→ What this task involves
Wherever the string "HardwareSnapshot" shows up in the data below, copy the whole line.

(Stored items)
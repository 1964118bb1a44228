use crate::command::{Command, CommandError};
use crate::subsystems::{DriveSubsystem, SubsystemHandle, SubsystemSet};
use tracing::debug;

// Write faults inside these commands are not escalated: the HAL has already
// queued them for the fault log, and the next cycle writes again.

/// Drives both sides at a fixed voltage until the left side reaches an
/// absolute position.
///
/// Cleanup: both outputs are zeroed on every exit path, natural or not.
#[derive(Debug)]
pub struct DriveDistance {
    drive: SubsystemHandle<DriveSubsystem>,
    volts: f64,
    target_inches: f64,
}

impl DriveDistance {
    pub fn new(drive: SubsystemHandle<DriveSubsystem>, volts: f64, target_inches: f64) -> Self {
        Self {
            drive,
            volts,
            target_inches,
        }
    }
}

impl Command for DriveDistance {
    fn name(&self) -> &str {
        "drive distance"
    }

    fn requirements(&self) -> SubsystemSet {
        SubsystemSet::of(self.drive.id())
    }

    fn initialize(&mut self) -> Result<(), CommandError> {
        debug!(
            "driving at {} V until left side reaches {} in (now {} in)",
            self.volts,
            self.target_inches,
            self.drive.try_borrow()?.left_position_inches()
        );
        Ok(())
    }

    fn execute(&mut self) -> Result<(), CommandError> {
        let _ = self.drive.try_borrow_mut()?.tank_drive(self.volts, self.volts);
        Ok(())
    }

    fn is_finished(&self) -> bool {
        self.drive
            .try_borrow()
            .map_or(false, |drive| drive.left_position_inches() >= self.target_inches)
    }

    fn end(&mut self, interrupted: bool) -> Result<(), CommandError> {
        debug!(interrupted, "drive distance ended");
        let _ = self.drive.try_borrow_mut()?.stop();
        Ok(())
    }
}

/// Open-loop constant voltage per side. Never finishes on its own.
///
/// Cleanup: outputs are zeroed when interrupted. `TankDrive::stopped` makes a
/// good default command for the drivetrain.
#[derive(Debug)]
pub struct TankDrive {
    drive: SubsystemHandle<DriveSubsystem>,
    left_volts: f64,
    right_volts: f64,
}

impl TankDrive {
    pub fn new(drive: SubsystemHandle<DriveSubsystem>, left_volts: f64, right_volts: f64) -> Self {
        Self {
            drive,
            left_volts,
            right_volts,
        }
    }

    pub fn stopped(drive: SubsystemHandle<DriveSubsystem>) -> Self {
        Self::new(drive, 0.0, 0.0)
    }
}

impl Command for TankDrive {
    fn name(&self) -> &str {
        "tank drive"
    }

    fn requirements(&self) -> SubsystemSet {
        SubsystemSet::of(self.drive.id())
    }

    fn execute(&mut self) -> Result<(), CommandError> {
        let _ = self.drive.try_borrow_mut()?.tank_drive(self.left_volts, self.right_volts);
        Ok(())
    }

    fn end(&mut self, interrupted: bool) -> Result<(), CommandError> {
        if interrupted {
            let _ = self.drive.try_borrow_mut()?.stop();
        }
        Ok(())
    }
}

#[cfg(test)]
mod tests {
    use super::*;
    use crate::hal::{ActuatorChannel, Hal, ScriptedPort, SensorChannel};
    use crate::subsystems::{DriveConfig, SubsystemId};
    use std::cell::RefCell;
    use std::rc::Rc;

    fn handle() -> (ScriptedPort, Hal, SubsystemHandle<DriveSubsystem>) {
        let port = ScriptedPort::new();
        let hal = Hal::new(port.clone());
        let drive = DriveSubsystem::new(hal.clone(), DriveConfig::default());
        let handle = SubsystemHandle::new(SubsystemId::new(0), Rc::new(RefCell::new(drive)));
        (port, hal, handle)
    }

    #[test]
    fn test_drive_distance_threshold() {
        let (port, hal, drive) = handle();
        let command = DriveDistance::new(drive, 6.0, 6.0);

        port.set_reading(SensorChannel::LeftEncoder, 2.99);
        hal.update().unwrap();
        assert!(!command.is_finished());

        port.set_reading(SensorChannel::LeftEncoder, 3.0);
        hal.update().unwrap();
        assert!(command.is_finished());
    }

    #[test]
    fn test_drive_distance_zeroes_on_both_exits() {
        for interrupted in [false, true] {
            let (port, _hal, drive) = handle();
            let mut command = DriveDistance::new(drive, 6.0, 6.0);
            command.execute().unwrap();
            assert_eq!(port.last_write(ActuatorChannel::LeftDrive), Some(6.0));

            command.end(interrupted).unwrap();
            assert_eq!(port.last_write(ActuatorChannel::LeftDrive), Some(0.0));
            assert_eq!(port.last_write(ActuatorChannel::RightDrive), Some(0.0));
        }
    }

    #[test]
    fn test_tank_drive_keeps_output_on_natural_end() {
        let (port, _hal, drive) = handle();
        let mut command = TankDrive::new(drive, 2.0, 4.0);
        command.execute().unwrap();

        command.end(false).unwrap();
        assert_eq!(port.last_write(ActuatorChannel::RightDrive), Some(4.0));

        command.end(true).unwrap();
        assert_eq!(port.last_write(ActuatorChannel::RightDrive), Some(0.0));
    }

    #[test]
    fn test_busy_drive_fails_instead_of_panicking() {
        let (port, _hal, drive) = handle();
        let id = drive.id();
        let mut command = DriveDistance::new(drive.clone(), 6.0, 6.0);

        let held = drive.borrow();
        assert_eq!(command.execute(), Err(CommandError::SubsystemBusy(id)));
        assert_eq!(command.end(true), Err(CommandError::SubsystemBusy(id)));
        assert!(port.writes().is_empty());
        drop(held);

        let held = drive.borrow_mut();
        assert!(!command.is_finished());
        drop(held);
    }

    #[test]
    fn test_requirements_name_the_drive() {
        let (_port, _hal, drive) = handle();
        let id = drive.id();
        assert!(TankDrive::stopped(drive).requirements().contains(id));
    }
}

---

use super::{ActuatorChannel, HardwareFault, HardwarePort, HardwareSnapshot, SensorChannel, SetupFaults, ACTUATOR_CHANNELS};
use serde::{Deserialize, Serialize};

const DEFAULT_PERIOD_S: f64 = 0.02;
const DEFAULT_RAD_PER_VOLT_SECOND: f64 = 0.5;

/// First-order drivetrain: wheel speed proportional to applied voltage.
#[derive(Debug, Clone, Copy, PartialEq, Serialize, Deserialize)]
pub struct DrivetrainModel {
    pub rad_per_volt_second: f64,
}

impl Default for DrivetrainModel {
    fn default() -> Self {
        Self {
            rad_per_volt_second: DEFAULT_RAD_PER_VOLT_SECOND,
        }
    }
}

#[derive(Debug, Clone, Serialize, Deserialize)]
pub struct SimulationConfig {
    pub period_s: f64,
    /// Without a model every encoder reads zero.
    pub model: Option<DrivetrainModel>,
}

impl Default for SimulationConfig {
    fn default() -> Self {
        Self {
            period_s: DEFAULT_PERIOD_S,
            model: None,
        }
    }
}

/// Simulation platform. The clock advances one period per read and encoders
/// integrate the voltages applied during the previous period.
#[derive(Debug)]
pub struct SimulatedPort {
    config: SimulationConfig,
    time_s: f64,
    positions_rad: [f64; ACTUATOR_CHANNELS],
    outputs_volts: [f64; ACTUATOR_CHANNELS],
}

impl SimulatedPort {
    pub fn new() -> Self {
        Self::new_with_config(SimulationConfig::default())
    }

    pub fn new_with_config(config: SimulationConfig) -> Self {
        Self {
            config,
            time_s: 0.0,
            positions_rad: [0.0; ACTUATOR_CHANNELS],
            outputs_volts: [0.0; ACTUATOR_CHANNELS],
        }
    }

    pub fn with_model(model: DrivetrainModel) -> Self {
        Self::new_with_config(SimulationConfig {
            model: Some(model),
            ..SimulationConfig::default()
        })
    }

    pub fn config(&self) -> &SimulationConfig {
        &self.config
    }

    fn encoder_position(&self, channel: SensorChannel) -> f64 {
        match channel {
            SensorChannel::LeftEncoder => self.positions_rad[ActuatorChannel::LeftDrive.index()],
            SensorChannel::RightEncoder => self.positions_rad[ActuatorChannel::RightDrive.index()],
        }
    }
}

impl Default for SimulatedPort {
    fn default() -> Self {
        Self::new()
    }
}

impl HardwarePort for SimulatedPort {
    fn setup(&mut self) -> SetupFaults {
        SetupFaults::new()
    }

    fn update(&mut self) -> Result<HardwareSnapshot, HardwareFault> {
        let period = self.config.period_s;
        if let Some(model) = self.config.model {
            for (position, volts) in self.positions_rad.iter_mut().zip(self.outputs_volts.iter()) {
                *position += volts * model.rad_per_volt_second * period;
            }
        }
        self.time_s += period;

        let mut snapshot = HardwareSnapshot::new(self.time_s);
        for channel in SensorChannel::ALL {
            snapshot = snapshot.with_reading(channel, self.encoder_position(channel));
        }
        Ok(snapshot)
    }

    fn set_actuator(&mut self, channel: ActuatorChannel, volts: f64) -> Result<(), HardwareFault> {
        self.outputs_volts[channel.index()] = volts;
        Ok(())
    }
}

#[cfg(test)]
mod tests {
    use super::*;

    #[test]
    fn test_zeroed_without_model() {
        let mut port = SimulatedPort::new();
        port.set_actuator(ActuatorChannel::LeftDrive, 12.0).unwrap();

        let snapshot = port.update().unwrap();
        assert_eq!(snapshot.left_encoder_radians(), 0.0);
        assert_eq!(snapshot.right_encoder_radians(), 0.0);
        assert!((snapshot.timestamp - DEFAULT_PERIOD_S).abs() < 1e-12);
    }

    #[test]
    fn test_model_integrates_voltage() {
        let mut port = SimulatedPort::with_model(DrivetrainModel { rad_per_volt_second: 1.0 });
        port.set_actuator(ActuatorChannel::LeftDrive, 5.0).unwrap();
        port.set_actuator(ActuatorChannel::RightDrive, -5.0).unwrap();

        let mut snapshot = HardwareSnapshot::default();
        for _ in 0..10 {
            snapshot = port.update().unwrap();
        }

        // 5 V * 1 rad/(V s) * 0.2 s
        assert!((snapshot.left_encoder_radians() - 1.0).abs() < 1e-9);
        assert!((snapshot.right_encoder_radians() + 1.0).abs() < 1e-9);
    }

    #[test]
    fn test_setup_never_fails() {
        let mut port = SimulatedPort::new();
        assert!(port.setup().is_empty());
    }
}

* * *

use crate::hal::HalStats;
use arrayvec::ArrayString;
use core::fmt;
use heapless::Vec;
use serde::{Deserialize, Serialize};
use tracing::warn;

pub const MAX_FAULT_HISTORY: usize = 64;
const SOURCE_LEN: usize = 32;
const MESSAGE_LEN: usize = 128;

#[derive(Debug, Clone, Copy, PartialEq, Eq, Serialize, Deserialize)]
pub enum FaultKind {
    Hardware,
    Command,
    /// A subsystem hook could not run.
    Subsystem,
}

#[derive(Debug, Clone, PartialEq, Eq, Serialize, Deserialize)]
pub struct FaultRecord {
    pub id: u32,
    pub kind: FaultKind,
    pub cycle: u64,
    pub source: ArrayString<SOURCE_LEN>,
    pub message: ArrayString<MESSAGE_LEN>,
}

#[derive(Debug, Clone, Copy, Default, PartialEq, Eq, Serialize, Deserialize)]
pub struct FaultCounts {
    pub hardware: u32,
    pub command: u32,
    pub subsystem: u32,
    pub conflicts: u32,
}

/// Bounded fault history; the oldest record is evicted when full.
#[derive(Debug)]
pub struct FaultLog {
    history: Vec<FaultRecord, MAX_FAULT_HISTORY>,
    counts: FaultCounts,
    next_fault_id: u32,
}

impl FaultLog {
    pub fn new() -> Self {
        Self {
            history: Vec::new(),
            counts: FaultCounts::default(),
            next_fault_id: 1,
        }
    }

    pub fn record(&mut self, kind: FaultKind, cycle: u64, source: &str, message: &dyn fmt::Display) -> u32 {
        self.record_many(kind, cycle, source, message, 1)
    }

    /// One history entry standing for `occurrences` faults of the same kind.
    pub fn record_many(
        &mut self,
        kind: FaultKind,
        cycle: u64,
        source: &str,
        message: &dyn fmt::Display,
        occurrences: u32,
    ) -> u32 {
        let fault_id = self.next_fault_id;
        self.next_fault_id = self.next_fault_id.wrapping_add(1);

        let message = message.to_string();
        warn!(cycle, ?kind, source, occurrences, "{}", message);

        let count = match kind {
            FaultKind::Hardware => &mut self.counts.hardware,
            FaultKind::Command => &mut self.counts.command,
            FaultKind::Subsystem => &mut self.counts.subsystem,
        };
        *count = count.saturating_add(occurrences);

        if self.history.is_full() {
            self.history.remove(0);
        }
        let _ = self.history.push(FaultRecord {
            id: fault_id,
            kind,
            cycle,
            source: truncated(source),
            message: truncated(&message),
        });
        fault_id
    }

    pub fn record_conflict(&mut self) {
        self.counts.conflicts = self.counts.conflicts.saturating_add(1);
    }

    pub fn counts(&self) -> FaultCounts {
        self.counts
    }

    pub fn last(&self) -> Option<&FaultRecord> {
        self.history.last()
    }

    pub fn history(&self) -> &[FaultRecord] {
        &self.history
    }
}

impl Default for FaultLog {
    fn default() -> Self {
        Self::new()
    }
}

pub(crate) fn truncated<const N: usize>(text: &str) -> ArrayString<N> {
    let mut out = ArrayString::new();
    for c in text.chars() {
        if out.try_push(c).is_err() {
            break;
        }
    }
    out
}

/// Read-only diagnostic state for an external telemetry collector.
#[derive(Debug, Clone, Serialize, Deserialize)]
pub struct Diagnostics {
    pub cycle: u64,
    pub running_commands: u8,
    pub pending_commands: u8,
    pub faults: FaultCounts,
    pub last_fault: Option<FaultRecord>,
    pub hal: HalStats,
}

→ Answer to this task
use super::{ActuatorChannel, HardwareFault, HardwarePort, HardwareSnapshot, SensorChannel, SetupFaults, ACTUATOR_CHANNELS};
    fn update(&mut self) -> Result<HardwareSnapshot, HardwareFault> {
        let mut snapshot = HardwareSnapshot::new(self.time_s);
        let mut snapshot = HardwareSnapshot::default();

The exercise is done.